Financial speedbumps are common. The average debt for Canadian seniors (aged 65 and older) is approximately $24,000, after all. But there are many financial mistakes that are easily avoided — if you know what to look for.
Underestimating your purchasing power.
In 1974, the cost of a Big Mac was .85 cents. Today, the cost of a Big Mac is $7.79. If you’re 70 now, a Big Mac has become over nine times more expensive in the 50 years since you were 20. The lesson here is simple: Inflation makes costs rise over time.
Ignoring the impact of inflation can whittle away at your retirement nest egg, as subtle price increases will erode your purchasing power over time.
Many people in their 70s live on a fixed income and adjust their lifestyle to match that fixed income. Often, the income comes from pensions like CPP or OAS and the return from investments.
Sonny Nielsen, a wealth advisor, says that without proper planning, “rising costs can outpace your income, leaving you financially vulnerable.” He tells us that since 2020, inflation has eroded purchasing power by 20%, meaning your fixed income won’t keep pace with inflation. This can lead to situations where you have to start sacrificing things in your life.

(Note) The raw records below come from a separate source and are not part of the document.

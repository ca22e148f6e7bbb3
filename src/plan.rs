use glam::DVec3;
use rayon::prelude::*;
use serde::{Deserialize, Serialize};

use crate::camera::{
    compute_ground_sampling_distance, compute_image_footprint_on_surface,
    compute_image_footprint_on_surface_with_angle, Camera,
};
use crate::dataset::DatasetSpec;
use crate::error::{PlanError, Result};

/// Movement budget during one exposure, in pixels.
pub const DEFAULT_ALLOWED_MOVEMENT_PX: f64 = 1.0;

/// A position where the drone flies to and captures a photo.
///
/// Produced only by [`generate_photo_plan_on_grid`]; downstream consumers
/// (plotters, flight-controller exporters) read it as-is.
#[derive(Debug, Clone, PartialEq, Serialize, Deserialize)]
pub struct Waypoint {
    /// Position along the x axis (in m, world frame)
    pub x: f64,
    /// Position along the y axis (in m, world frame)
    pub y: f64,
    /// Position along the z axis (in m, world frame)
    pub z: f64,
    /// Camera tilt from nadir (in degrees, 0 = straight down)
    pub camera_angle: f64,
    /// Ground point the camera aims at
    pub look_at: Option<DVec3>,
    /// Maximum speed while capturing (in m/s)
    pub speed: f64,
    /// Estimated time of arrival from flight start (in s)
    pub timestamp: Option<f64>,
}

/// An ordered flight plan.
///
/// The sequence is immutable and its order is the flight order; consumers
/// can iterate or borrow the waypoints but not reorder them.
#[derive(Debug, Clone, Serialize, Deserialize)]
#[serde(transparent)]
pub struct PhotoPlan {
    waypoints: Vec<Waypoint>,
}

impl PhotoPlan {
    pub fn len(&self) -> usize {
        self.waypoints.len()
    }

    pub fn is_empty(&self) -> bool {
        self.waypoints.is_empty()
    }

    pub fn as_slice(&self) -> &[Waypoint] {
        &self.waypoints
    }

    pub fn iter(&self) -> std::slice::Iter<'_, Waypoint> {
        self.waypoints.iter()
    }

    pub fn into_vec(self) -> Vec<Waypoint> {
        self.waypoints
    }
}

impl std::ops::Index<usize> for PhotoPlan {
    type Output = Waypoint;

    fn index(&self, index: usize) -> &Waypoint {
        &self.waypoints[index]
    }
}

impl<'a> IntoIterator for &'a PhotoPlan {
    type Item = &'a Waypoint;
    type IntoIter = std::slice::Iter<'a, Waypoint>;

    fn into_iter(self) -> Self::IntoIter {
        self.waypoints.iter()
    }
}

/// Distance in meters between consecutive images `(dx)` and between
/// adjacent rows `(dy)` for the requested overlap and sidelap, nadir camera.
pub fn compute_distance_between_images(camera: &Camera, dataset_spec: &DatasetSpec) -> (f64, f64) {
    let footprint = compute_image_footprint_on_surface(camera, dataset_spec.height);
    let distance_x = (1.0 - dataset_spec.overlap) * footprint[0];
    let distance_y = (1.0 - dataset_spec.sidelap) * footprint[1];
    (distance_x, distance_y)
}

/// Same as [`compute_distance_between_images`] but on the tilt-aware
/// footprint at `dataset_spec.camera_angle`.
pub fn compute_distance_between_images_with_angle(
    camera: &Camera,
    dataset_spec: &DatasetSpec,
) -> Result<(f64, f64)> {
    let footprint = compute_image_footprint_on_surface_with_angle(
        camera,
        dataset_spec.height,
        dataset_spec.camera_angle,
    )?;
    let distance_x = (1.0 - dataset_spec.overlap) * footprint[0];
    let distance_y = (1.0 - dataset_spec.sidelap) * footprint[1];
    Ok((distance_x, distance_y))
}

/// Maximum drone speed during an active capture that keeps motion blur
/// within `allowed_movement_px` pixels.
pub fn compute_speed_during_photo_capture(
    camera: &Camera,
    dataset_spec: &DatasetSpec,
    allowed_movement_px: f64,
) -> Result<f64> {
    if dataset_spec.exposure_time_ms <= 0.0 {
        return Err(PlanError::InvalidSpec(format!(
            "zero exposure time (exposure_time_ms = {})",
            dataset_spec.exposure_time_ms
        )));
    }
    let gsd = compute_ground_sampling_distance(camera, dataset_spec.height);
    let exposure_time_s = dataset_spec.exposure_time_ms / 1000.0;
    Ok(gsd * allowed_movement_px / exposure_time_s)
}

/// Ground point a camera at `(x, y, height)` tilted `angle_deg` from nadir
/// about its x axis is aimed at.
fn look_at_point(x: f64, y: f64, height: f64, angle_deg: f64) -> DVec3 {
    // At nadir this is exactly (x, y, 0).
    DVec3::new(x, y + height * angle_deg.to_radians().tan(), 0.0)
}

/// Generates the complete photo plan as waypoints in a lawn-mower pattern.
///
/// Images are spaced by the nadir overlap/sidelap distances; rows alternate
/// traversal direction so the drone never flies a long reset move back to
/// the row start. Every waypoint shares the survey height and the blur-safe
/// capture speed; timestamps assume straight-line travel at that speed.
pub fn generate_photo_plan_on_grid(camera: &Camera, dataset_spec: &DatasetSpec) -> Result<PhotoPlan> {
    camera.validate()?;
    dataset_spec.validate()?;

    let (distance_x, distance_y) = compute_distance_between_images(camera, dataset_spec);
    if !(distance_x > 0.0 && distance_x.is_finite())
        || !(distance_y > 0.0 && distance_y.is_finite())
    {
        return Err(PlanError::InvalidSpec(format!(
            "degenerate image spacing dx = {}, dy = {}",
            distance_x, distance_y
        )));
    }

    let num_images_x = (dataset_spec.scan_dimension_x / distance_x).ceil() as usize;
    let num_images_y = (dataset_spec.scan_dimension_y / distance_y).ceil() as usize;
    let speed = compute_speed_during_photo_capture(camera, dataset_spec, DEFAULT_ALLOWED_MOVEMENT_PX)?;
    log::debug!(
        "photo plan grid: {}x{} images, dx = {:.3} m, dy = {:.3} m, speed = {:.3} m/s",
        num_images_x,
        num_images_y,
        distance_x,
        distance_y,
        speed
    );

    // Travel time per row: (num_images_x - 1) in-row steps plus one row change.
    let row_duration_s = ((num_images_x - 1) as f64 * distance_x + distance_y) / speed;
    let step_duration_s = distance_x / speed;

    // Rows are independent pure computations.
    let waypoints: Vec<Waypoint> = (0..num_images_y)
        .into_par_iter()
        .flat_map_iter(|i| {
            let y = i as f64 * distance_y;
            (0..num_images_x).map(move |j| {
                let x = if i % 2 == 1 {
                    // backward traversal on odd rows
                    (num_images_x - 1 - j) as f64 * distance_x
                } else {
                    j as f64 * distance_x
                };
                let z = dataset_spec.height;
                Waypoint {
                    x,
                    y,
                    z,
                    camera_angle: dataset_spec.camera_angle,
                    look_at: Some(look_at_point(x, y, z, dataset_spec.camera_angle)),
                    speed,
                    timestamp: Some(i as f64 * row_duration_s + j as f64 * step_duration_s),
                }
            })
        })
        .collect();

    Ok(PhotoPlan { waypoints })
}
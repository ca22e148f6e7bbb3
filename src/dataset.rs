use serde::{Deserialize, Serialize};

use crate::error::{PlanError, Result};

/// User specification for an image survey dataset.
///
/// Immutable value object; constructed once by a configuration loader and
/// borrowed by all plan computations.
#[derive(Debug, Clone, Serialize, Deserialize)]
pub struct DatasetSpec {
    /// Fractional overlap between consecutive images along the flight
    /// direction, in [0, 1)
    pub overlap: f64,
    /// Fractional overlap between adjacent rows, in [0, 1)
    pub sidelap: f64,
    /// Flight height above the surface (in m)
    pub height: f64,
    /// Scan area extent along the x axis (in m)
    pub scan_dimension_x: f64,
    /// Scan area extent along the y axis (in m)
    pub scan_dimension_y: f64,
    /// Exposure time per photo (in ms)
    pub exposure_time_ms: f64,
    /// Camera tilt from nadir (in degrees)
    pub camera_angle: f64,
}

impl DatasetSpec {
    #[allow(clippy::too_many_arguments)]
    pub fn new(
        overlap: f64,
        sidelap: f64,
        height: f64,
        scan_dimension_x: f64,
        scan_dimension_y: f64,
        exposure_time_ms: f64,
        camera_angle: f64,
    ) -> Result<DatasetSpec> {
        let spec = DatasetSpec {
            overlap,
            sidelap,
            height,
            scan_dimension_x,
            scan_dimension_y,
            exposure_time_ms,
            camera_angle,
        };
        spec.validate()?;
        Ok(spec)
    }

    pub fn validate(&self) -> Result<()> {
        if !(0.0..1.0).contains(&self.overlap) {
            return Err(PlanError::InvalidSpec(format!(
                "overlap must be in [0, 1), got {}",
                self.overlap
            )));
        }
        if !(0.0..1.0).contains(&self.sidelap) {
            return Err(PlanError::InvalidSpec(format!(
                "sidelap must be in [0, 1), got {}",
                self.sidelap
            )));
        }
        if !(self.height > 0.0) || !self.height.is_finite() {
            return Err(PlanError::InvalidSpec(format!(
                "height must be positive, got {}",
                self.height
            )));
        }
        if !(self.scan_dimension_x > 0.0) || !self.scan_dimension_x.is_finite() {
            return Err(PlanError::InvalidSpec(format!(
                "scan_dimension_x must be positive, got {}",
                self.scan_dimension_x
            )));
        }
        if !(self.scan_dimension_y > 0.0) || !self.scan_dimension_y.is_finite() {
            return Err(PlanError::InvalidSpec(format!(
                "scan_dimension_y must be positive, got {}",
                self.scan_dimension_y
            )));
        }
        if self.exposure_time_ms < 0.0 || !self.exposure_time_ms.is_finite() {
            return Err(PlanError::InvalidSpec(format!(
                "exposure_time_ms must be non-negative, got {}",
                self.exposure_time_ms
            )));
        }
        if !(0.0..90.0).contains(&self.camera_angle) {
            return Err(PlanError::InvalidSpec(format!(
                "camera_angle must be in [0, 90) degrees, got {}",
                self.camera_angle
            )));
        }
        Ok(())
    }
}
pub mod helpers;
pub mod tokens;
pub mod usuario;
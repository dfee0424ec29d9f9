pub mod app;
pub mod config;
pub mod db;
pub mod models;
pub mod responses;
pub mod routes;
pub mod services;
pub mod session;
pub mod state;
pub mod utils;
pub mod worker;

pub use state::AppState;
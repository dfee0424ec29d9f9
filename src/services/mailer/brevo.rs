use async_trait::async_trait;
use reqwest::Client;
use serde::Deserialize;
use serde_json::json;

use super::{EmailMessage, EmailProvider, MailError, ProviderAck, Sender};

#[derive(Deserialize)]
#[serde(rename_all = "camelCase")]
struct BrevoSendResponse {
    message_id: Option<String>,
}

/// Brevo transactional email API client.
#[derive(Clone)]
pub struct BrevoClient {
    api_key: String,
    api_url: String,
    http: Client,
}

impl BrevoClient {
    pub fn new(http: &Client, api_url: &str, api_key: &str) -> Self {
        Self {
            api_key: api_key.to_string(),
            api_url: api_url.trim_end_matches('/').to_string(),
            http: http.clone(),
        }
    }
}

#[async_trait]
impl EmailProvider for BrevoClient {
    async fn send_transactional(
        &self,
        sender: &Sender,
        message: &EmailMessage,
    ) -> Result<ProviderAck, MailError> {
        let payload = json!({
            "sender": {
                "email": sender.email,
                "name": sender.name
            },
            "to": [
                { "email": message.to }
            ],
            "subject": message.subject,
            "htmlContent": message.html
        });

        let resp = self
            .http
            .post(format!("{}/smtp/email", self.api_url))
            .header("api-key", &self.api_key)
            .header("accept", "application/json")
            .json(&payload)
            .send()
            .await?;

        let status = resp.status();
        if !status.is_success() {
            let body = resp.text().await.unwrap_or_default();
            return Err(MailError::Provider {
                status: status.as_u16(),
                body,
            });
        }

        // Brevo answers 201 with {"messageId": "..."}; an empty body still
        // means the message was queued.
        let text = resp.text().await?;
        let message_id = serde_json::from_str::<BrevoSendResponse>(&text)
            .ok()
            .and_then(|parsed| parsed.message_id);

        Ok(ProviderAck { message_id })
    }
}
use async_trait::async_trait;
use sqlx::PgPool;
use uuid::Uuid;

use crate::db::user_repository::UserRepository;
use crate::models::user::User;

pub struct PostgresUserRepository {
    pub pool: PgPool,
}

#[async_trait]
impl UserRepository for PostgresUserRepository {
    async fn create_user(
        &self,
        email: &str,
        apelido: &str,
        password_hash: &str,
    ) -> Result<Uuid, sqlx::Error> {
        sqlx::query_scalar(
            r#"
            INSERT INTO usuario (email, apelido, password_hash, is_verified, created_at)
            VALUES ($1, $2, $3, false, now())
            RETURNING id
            "#,
        )
        .bind(email)
        .bind(apelido)
        .bind(password_hash)
        .fetch_one(&self.pool)
        .await
    }

    async fn find_user_by_email(&self, email: &str) -> Result<Option<User>, sqlx::Error> {
        sqlx::query_as::<_, User>(
            r#"
            SELECT id, email, apelido, password_hash, is_verified, created_at
            FROM usuario
            WHERE email = $1
            "#,
        )
        .bind(email)
        .fetch_optional(&self.pool)
        .await
    }

    async fn find_user_by_id(&self, user_id: Uuid) -> Result<Option<User>, sqlx::Error> {
        sqlx::query_as::<_, User>(
            r#"
            SELECT id, email, apelido, password_hash, is_verified, created_at
            FROM usuario
            WHERE id = $1
            "#,
        )
        .bind(user_id)
        .fetch_optional(&self.pool)
        .await
    }

    async fn is_email_taken(&self, email: &str) -> Result<bool, sqlx::Error> {
        let res: Option<i32> = sqlx::query_scalar("SELECT 1 FROM usuario WHERE email = $1")
            .bind(email)
            .fetch_optional(&self.pool)
            .await?;
        Ok(res.is_some())
    }

    async fn is_apelido_taken(&self, apelido: &str) -> Result<bool, sqlx::Error> {
        let res: Option<i32> =
            sqlx::query_scalar("SELECT 1 FROM usuario WHERE lower(apelido) = lower($1)")
                .bind(apelido)
                .fetch_optional(&self.pool)
                .await?;
        Ok(res.is_some())
    }

    async fn set_user_verified(&self, user_id: Uuid) -> Result<(), sqlx::Error> {
        sqlx::query("UPDATE usuario SET is_verified = true WHERE id = $1")
            .bind(user_id)
            .execute(&self.pool)
            .await?;
        Ok(())
    }

    async fn delete_user(&self, user_id: Uuid) -> Result<(), sqlx::Error> {
        sqlx::query("DELETE FROM usuario WHERE id = $1")
            .bind(user_id)
            .execute(&self.pool)
            .await?;
        Ok(())
    }
}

Sonny recommends, “To safeguard your savings, plan for inflation by adjusting your budget and investment strategies to ensure your money lasts throughout retirement. A proactive approach will help you preserve your financial security in the face of rising costs.”
Being risk-averse or opting for shorter-term investments.

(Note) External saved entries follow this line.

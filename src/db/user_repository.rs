use async_trait::async_trait;
use uuid::Uuid;

use crate::models::user::User;

#[async_trait]
pub trait UserRepository: Send + Sync {
    async fn create_user(
        &self,
        email: &str,
        apelido: &str,
        password_hash: &str,
    ) -> Result<Uuid, sqlx::Error>;
    async fn find_user_by_email(&self, email: &str) -> Result<Option<User>, sqlx::Error>;
    async fn find_user_by_id(&self, user_id: Uuid) -> Result<Option<User>, sqlx::Error>;
    async fn is_email_taken(&self, email: &str) -> Result<bool, sqlx::Error>;
    async fn is_apelido_taken(&self, apelido: &str) -> Result<bool, sqlx::Error>;
    async fn set_user_verified(&self, user_id: Uuid) -> Result<(), sqlx::Error>;
    async fn delete_user(&self, user_id: Uuid) -> Result<(), sqlx::Error>;
}
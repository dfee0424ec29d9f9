use thiserror::Error;
use time::OffsetDateTime;
use tracing::{error, info};
use uuid::Uuid;

use crate::models::account_token::TokenPurpose;
use crate::services::mailer::MailError;
use crate::state::AppState;
use crate::utils::token::{generate_token, Token, TokenError};

#[derive(Debug, Error)]
pub enum IssueTokenError {
    #[error(transparent)]
    Token(#[from] TokenError),
    #[error("could not store token: {0}")]
    Db(#[from] sqlx::Error),
    #[error(transparent)]
    Mail(#[from] MailError),
}

async fn store_new_token(
    state: &AppState,
    user_id: Uuid,
    purpose: TokenPurpose,
) -> Result<Token, IssueTokenError> {
    let token = generate_token()?;
    let ttl = match purpose {
        TokenPurpose::ConfirmRegistration => state.config.confirmation_token_ttl,
        TokenPurpose::PasswordReset => state.config.reset_token_ttl,
    };
    let expires_at = OffsetDateTime::now_utc() + ttl;

    state
        .tokens
        .insert_token(user_id, purpose, &token.digest(), expires_at)
        .await?;
    Ok(token)
}

/// The token only lives as long as the email that carries it: when dispatch
/// fails the stored digest is removed again.
async fn discard_token(state: &AppState, token: &Token, purpose: TokenPurpose) {
    match state.tokens.delete_token(&token.digest()).await {
        Ok(()) => info!(%purpose, "Discarded token after failed email dispatch"),
        Err(e) => error!(%purpose, error = %e, "Failed to discard token after failed email dispatch"),
    }
}

pub async fn send_confirmation_email(
    state: &AppState,
    user_id: Uuid,
    email: &str,
    apelido: &str,
) -> Result<(), IssueTokenError> {
    let purpose = TokenPurpose::ConfirmRegistration;
    let token = store_new_token(state, user_id, purpose).await?;

    if let Err(e) = state
        .mailer
        .send_registration_confirmation(email, &token, apelido)
        .await
    {
        discard_token(state, &token, purpose).await;
        return Err(e.into());
    }
    Ok(())
}

pub async fn send_password_reset_email(
    state: &AppState,
    user_id: Uuid,
    email: &str,
) -> Result<(), IssueTokenError> {
    let purpose = TokenPurpose::PasswordReset;
    let token = store_new_token(state, user_id, purpose).await?;

    if let Err(e) = state.mailer.send_password_reset(email, &token).await {
        discard_token(state, &token, purpose).await;
        return Err(e.into());
    }
    Ok(())
}
use std::time::Duration;

use time::OffsetDateTime;
use tokio::time::interval;
use tracing::{error, info};

use crate::state::AppState;

const SWEEP_INTERVAL: Duration = Duration::from_secs(300);

#[derive(Debug, Default, PartialEq, Eq)]
pub struct SweepReport {
    pub sessions: usize,
    pub tokens: u64,
}

/// Drops expired sessions and account tokens.
pub async fn sweep_expired(state: &AppState, now: OffsetDateTime) -> SweepReport {
    let sessions = state.sessions.purge_expired(now);
    let tokens = match state.tokens.delete_expired(now).await {
        Ok(count) => count,
        Err(e) => {
            error!(error = %e, "worker: failed to delete expired tokens");
            0
        }
    };
    SweepReport { sessions, tokens }
}

pub async fn start_background_workers(state: AppState) {
    tokio::spawn(async move {
        let mut ticker = interval(SWEEP_INTERVAL);
        loop {
            ticker.tick().await;
            let report = sweep_expired(&state, OffsetDateTime::now_utc()).await;
            if report != SweepReport::default() {
                info!(
                    sessions = report.sessions,
                    tokens = report.tokens,
                    "worker: purged expired entries"
                );
            }
        }
    });
}
use std::path::Path;

use axum::{
    http::StatusCode,
    middleware,
    response::Redirect,
    routing::{get, post},
    Router,
};
use tower_http::{
    services::{ServeDir, ServeFile},
    set_status::SetStatus,
    trace::TraceLayer,
};

use crate::{
    routes::{
        tokens::{handle_confirm_registration, handle_reset_password, handle_verify_reset_token},
        usuario::{
            handle_forgot_password, handle_login, handle_logout, handle_resend_confirmation,
            handle_signup,
        },
    },
    session::redirect_authenticated,
    state::AppState,
};

pub const NOT_FOUND_PAGE: &str = "erro-404.html";

/// Guest-only pages: signed-in users are sent to the home page instead.
const GUEST_PAGES: &[(&str, &str)] = &[
    ("/", "index.html"),
    ("/cadastro.html", "cadastro.html"),
    ("/login.html", "login.html"),
    ("/admin/login.html", "login-admin.html"),
];

const VIEW_PAGES: &[(&str, &str)] = &[
    ("/home.html", "home.html"),
    ("/cadastro-noticia.html", "cadastro-noticia.html"),
    ("/editar-noticia.html", "editar-noticia.html"),
    ("/resultados-pesquisa.html", "resultados-pesquisa.html"),
    ("/editar-perfil.html", "editar-perfil.html"),
    ("/perfil.html", "perfil.html"),
    ("/redefinir-senha.html", "redefinir-senha.html"),
    ("/admin/consultar-usuarios.html", "consultar-usuarios.html"),
    ("/admin/consultar-noticias.html", "consultar-noticias.html"),
    ("/admin/consultar-comentarios.html", "consultar-comentarios.html"),
    ("/perfil/{apelido}", "perfil-outro-usuario.html"),
    ("/noticias/{apelido}/{id_noticia}", "noticia.html"),
];

pub fn usuario_routes() -> Router<AppState> {
    Router::new()
        .route("/cadastro", post(handle_signup))
        .route("/login", post(handle_login))
        .route("/logout", post(handle_logout))
        .route("/esqueci-senha", post(handle_forgot_password))
        .route("/reenviar-confirmacao", post(handle_resend_confirmation))
}

pub fn token_routes() -> Router<AppState> {
    Router::new()
        .route(
            "/token-confirmar-cadastro/{apelido}/{token}",
            get(handle_confirm_registration),
        )
        .route(
            "/token-redefinir-senha/{token}",
            get(handle_verify_reset_token).post(handle_reset_password),
        )
}

fn not_found_page(views_dir: &Path) -> SetStatus<ServeFile> {
    SetStatus::new(
        ServeFile::new(views_dir.join(NOT_FOUND_PAGE)),
        StatusCode::NOT_FOUND,
    )
}

pub fn build_router(state: AppState) -> Router {
    build_router_with(state, usuario_routes())
}

/// Assembles the application around an already layered `/usuario` group, so
/// the binary can put a rate limiter in front of it.
pub fn build_router_with(state: AppState, usuario: Router<AppState>) -> Router {
    let views_dir = state.config.views_dir.clone();

    let guest_pages = GUEST_PAGES
        .iter()
        .fold(Router::new(), |router, (path, file)| {
            router.route_service(path, ServeFile::new(views_dir.join(file)))
        })
        .route_layer(middleware::from_fn_with_state(
            state.clone(),
            redirect_authenticated,
        ));

    let view_pages = VIEW_PAGES
        .iter()
        .fold(Router::new(), |router, (path, file)| {
            router.route_service(path, ServeFile::new(views_dir.join(file)))
        });

    let not_found: Router = Router::new()
        .fallback_service(not_found_page(&views_dir))
        .layer(middleware::from_fn_with_state(
            state.clone(),
            redirect_authenticated,
        ));

    let static_files = ServeDir::new(&state.config.public_dir).fallback(not_found);

    Router::new()
        .merge(guest_pages)
        .merge(view_pages)
        .route("/index.html", get(|| async { Redirect::to("/") }))
        .route("/admin", get(|| async { Redirect::to("/admin/login.html") }))
        .route("/admin/", get(|| async { Redirect::to("/admin/login.html") }))
        .route(
            "/admin/login",
            get(|| async { Redirect::to("/admin/login.html") }),
        )
        .nest("/usuario", usuario)
        .nest("/tokens", token_routes())
        .fallback_service(static_files)
        .with_state(state)
        .layer(TraceLayer::new_for_http())
}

You should always plan to fund a long life. No one wants to enter their nineties with a depleted bank account, unable to afford a comfortable lifestyle. Your investments can play a role in ensuring you’re afforded that lifestyle, but not if they’re too conservative or short-term.
Sonny notes this doesn’t mean you should take on risky investments but rather have an understanding of how your investing choices affect your overall financial plan.

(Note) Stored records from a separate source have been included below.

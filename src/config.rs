use std::env;
use std::net::SocketAddr;
use std::path::PathBuf;

use thiserror::Error;
use time::Duration;

use crate::services::mailer::Sender;

pub const DEFAULT_BASE_URL: &str = "http://localhost:8080";
pub const DEFAULT_BIND_ADDR: &str = "0.0.0.0:8080";
pub const DEFAULT_BREVO_API_URL: &str = "https://api.brevo.com/v3";
pub const DEFAULT_SENDER_EMAIL: &str = "radarpraiagrande2025@gmail.com";
pub const DEFAULT_SENDER_NAME: &str = "Radar Praia Grande";
pub const DEFAULT_CONFIRMATION_TOKEN_TTL_HOURS: i64 = 24;
pub const DEFAULT_RESET_TOKEN_TTL_MINUTES: i64 = 30;
pub const DEFAULT_SESSION_TTL_MINUTES: i64 = 60;

#[derive(Debug, Error, PartialEq, Eq)]
pub enum ConfigError {
    #[error("{0} must be set")]
    Missing(&'static str),
    #[error("{key} has an invalid value: {value}")]
    Invalid { key: &'static str, value: String },
}

#[derive(Debug, Clone)]
pub struct EmailSettings {
    pub brevo_api_key: String,
    pub brevo_api_url: String,
    pub sender: Sender,
}

#[derive(Debug, Clone)]
pub struct Config {
    pub database_url: String,
    pub bind_addr: SocketAddr,
    /// Public origin used when building links that go out by email.
    pub base_url: String,
    pub production: bool,
    pub public_dir: PathBuf,
    pub views_dir: PathBuf,
    pub email: EmailSettings,
    pub confirmation_token_ttl: Duration,
    pub reset_token_ttl: Duration,
    pub session_ttl: Duration,
}

impl Config {
    pub fn from_env() -> Result<Self, ConfigError> {
        dotenv::dotenv().ok(); // Load .env file

        Self::from_lookup(|key| env::var(key).ok())
    }

    pub fn from_lookup<F>(lookup: F) -> Result<Self, ConfigError>
    where
        F: Fn(&str) -> Option<String>,
    {
        let get = |key: &str| lookup(key).filter(|value| !value.trim().is_empty());
        let required = |key: &'static str| get(key).ok_or(ConfigError::Missing(key));

        let database_url = required("DATABASE_URL")?;
        let brevo_api_key = required("BREVO_API_KEY")?;

        let bind_raw = get("BIND_ADDR").unwrap_or_else(|| DEFAULT_BIND_ADDR.to_string());
        let bind_addr = bind_raw.parse::<SocketAddr>().map_err(|_| ConfigError::Invalid {
            key: "BIND_ADDR",
            value: bind_raw.clone(),
        })?;

        let positive = |key: &'static str, default: i64| -> Result<i64, ConfigError> {
            match get(key) {
                None => Ok(default),
                Some(raw) => raw
                    .trim()
                    .parse::<i64>()
                    .ok()
                    .filter(|v| *v > 0)
                    .ok_or_else(|| ConfigError::Invalid {
                        key,
                        value: raw.clone(),
                    }),
            }
        };

        let production = get("APP_ENV")
            .map(|v| v.eq_ignore_ascii_case("production"))
            .unwrap_or(false);

        Ok(Config {
            database_url,
            bind_addr,
            base_url: get("APP_BASE_URL")
                .unwrap_or_else(|| DEFAULT_BASE_URL.to_string())
                .trim_end_matches('/')
                .to_string(),
            production,
            public_dir: get("PUBLIC_DIR")
                .unwrap_or_else(|| "public".into())
                .into(),
            views_dir: get("VIEWS_DIR").unwrap_or_else(|| "view".into()).into(),
            email: EmailSettings {
                brevo_api_key,
                brevo_api_url: get("BREVO_API_URL")
                    .unwrap_or_else(|| DEFAULT_BREVO_API_URL.to_string()),
                sender: Sender {
                    email: get("EMAIL_SENDER_ADDRESS")
                        .unwrap_or_else(|| DEFAULT_SENDER_EMAIL.to_string()),
                    name: get("EMAIL_SENDER_NAME")
                        .unwrap_or_else(|| DEFAULT_SENDER_NAME.to_string()),
                },
            },
            confirmation_token_ttl: Duration::hours(positive(
                "CONFIRMATION_TOKEN_TTL_HOURS",
                DEFAULT_CONFIRMATION_TOKEN_TTL_HOURS,
            )?),
            reset_token_ttl: Duration::minutes(positive(
                "RESET_TOKEN_TTL_MINUTES",
                DEFAULT_RESET_TOKEN_TTL_MINUTES,
            )?),
            session_ttl: Duration::minutes(positive(
                "SESSION_TTL_MINUTES",
                DEFAULT_SESSION_TTL_MINUTES,
            )?),
        })
    }
}

#[cfg(test)]
pub(crate) fn test_config() -> Config {
    Config::from_lookup(|key| match key {
        "DATABASE_URL" => Some("postgres://localhost/radar_test".into()),
        "BREVO_API_KEY" => Some("test-key".into()),
        _ => None,
    })
    .expect("test config should parse")
}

“Many seniors become very risk-averse and live off the interest of their investments. And when you do that, when you start taking taxes and inflation off that, you can get in a worse situation,” says Sonny.
It’s always important to speak to your financial advisor about the best strategy for you and your lifestyle when it comes to investing.
Not protecting yourself against financial fraud and abuse.
While you may not be at risk of falling victim to financial fraud right now, financial scams are becoming more and more sophisticated every day. Often, scammers will target seniors, so always check with your bank or someone you trust if someone asks you for your passwords, personal information, payment, or a refund.
Here are three other ways to protect yourself:
- Don’t sign contracts or make purchases on the spot. If you’re pressured with a “limited-time” offer, walking away is safer.
- Be cautious if a stranger asks for money or a cheque, especially if someone requests a refund for money sent “accidentally.”
- Always ask for proof of identity and check references before hiring someone or agreeing to at-home work.
While you may not be at risk of falling victim to financial fraud right now, financial scams are becoming more and more sophisticated every day. Often, scammers will target seniors, so always check with your bank or someone you trust if someone asks you for your passwords, personal information, payment, or a refund. – Vancity and Aviso Wealth advisor Sonny Nieslen
The Government of Canada points out that financial abuse often happens at the hands of someone who knows you well, making it difficult to address. If you suspect financial abuse, don’t hesitate to reach out. Abusers often try to make you think it is your fault or your idea but remember that your money and property are your own, and financial abuse includes being pressured into giving someone something.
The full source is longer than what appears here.